When we experience the loss of someone close to our hearts our world feels their absence. So when it seems Mary Belle and Benjamin are lost to one another, perhaps now forever, their world together, a fantastical musical world, feels this absence in the loss of its fantastical musical elements.  We move from metaphorical color to black and white until all can be made right.

Ellen: How are writing lyrics different than writing dialogue for you?  Or is the process similar? 

Caroline: I feel the similarities more than the differences.  Hopefully all my writing—dialogue, lyrics, and music strives to operate in service of the story. One of the particular challenges of lyric writing is the question of rhymes. I enjoy the rigor of making true rhymes (sure, sometimes "enjoyment" might involve the pulling of hair and gnashing of teeth).  Ultimately in theater, everything has to connect with an audience’s ear.  Lyric writing provided me with a new approach and attention to thinking about how my dialogue sits in the ear. 

Ellen: I know that in the past you have had plays with music, but if this is your first official musical I am curious how that term has shaped the process. What changed in framing the piece with the term: musical?

Caroline: I took the term “musical” as an invitation to push the boundaries of what I imagined possible on stage in terms of theatrical storytelling.  I have a great respect for the traditional form of the American musical; I also love opera and the vaudeville and music hall traditions, so there are plenty of places I to go for inspiration for how music can work on stage. 

Funny thing about me, I've been writing songs longer than I've been writing plays. I was that kid alone in her room with her guitar, not practicing for her lesson, but writing her own stuff instead. However, I couldn't sing to match what I heard in my head, which drove me nuts, so eventually I stopped playing guitar, writing songs and took up the bassoon. 

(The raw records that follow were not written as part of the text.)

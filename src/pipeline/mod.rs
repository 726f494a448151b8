//! Pipeline module - orchestrates the churn prediction stages

pub mod eda;
pub mod encoder;
pub mod error;
pub mod features;
pub mod loader;
pub mod target;

pub use eda::*;
pub use encoder::*;
pub use error::PipelineError;
pub use features::*;
pub use loader::*;
pub use target::*;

Soon after I started writing plays, songs began to find their way into some of them, but I still wasn’t able to achieve the sound of what I was hearing in my head.  Then I met Eli Zoller.  He joined
Estate, my last play-with-music, when our music supervisor Aaron Gandy brought him on board as orchestrator/musical director.

When I first heard Eli’s orchestrations for
Estate, I felt he understood the music in my head and could expand on ideas in it to beyond what I could achieve alone.  He committed to Highway Blue early on in my writing process, so I approached the music for this piece with a newfound sense of freedom and fearlessness. I redefined my definition of "sing-able moment.” I wrote full company numbers. I hurled myself headlong into the unknown (for me) knowing if I ran into serious trouble, I wouldn't have to find my way out alone.  As a collaborator, Eli brings a passion to my music’s orchestration as tireless as mine for writing it. 

So why isn’t this advertised as a new “musical”?  Why do we call it a musical-play?  Well, a third of the stage time is spent without music, which seemed to beg for the word “play” to be included in the definition.  However, as we near the end of our rehearsal process on this initial production I’m ready to drop “play” from the description.  Silence and all, this is indeed a musical through and through.

Ellen
: What has been the most surprising thing about Highway Blue in the rehearsal room?  And what did you find most challenging in this process?

Caroline: I find it incredibly thrilling to watch what other people’s imaginations bring to a world first conceived by me alone in my room.  It’s why I write for the theater.  Every day working on this production has had its share of happy surprises and when conflicts inevitably arise, I feel like we’re able to arrive at solutions comprised of the best parts of what everyone’s brought to the table.  Our producer David Carpenter is a guiding force behind making this kind of collaboration possible.

This is my first time working with director Jennifer Sandella.  Like Eli, I feel she can see beyond what I put down on the page.  She has a wonderful eye and has done an amazing job of recognizing, articulating, and protecting the core essence of this piece. 

There are several design challenges in this production, the foremost being two singing gas pumps. At the start the question was: are they costume or scenic elements? In the end, all three of our talented designers (as well as our dynamic comic duo of actors) have contributed elements to bring them to life.

We have a fantastic cast.  Since this is my first musical, it’s the first time I’ve worked with trained musical theater actors.  Hearing them sing is a revelation.  But I’m not asking them “just” to act and sing, they also have to transport this story into a world without music… fortunately this company has phenomenal chops all round.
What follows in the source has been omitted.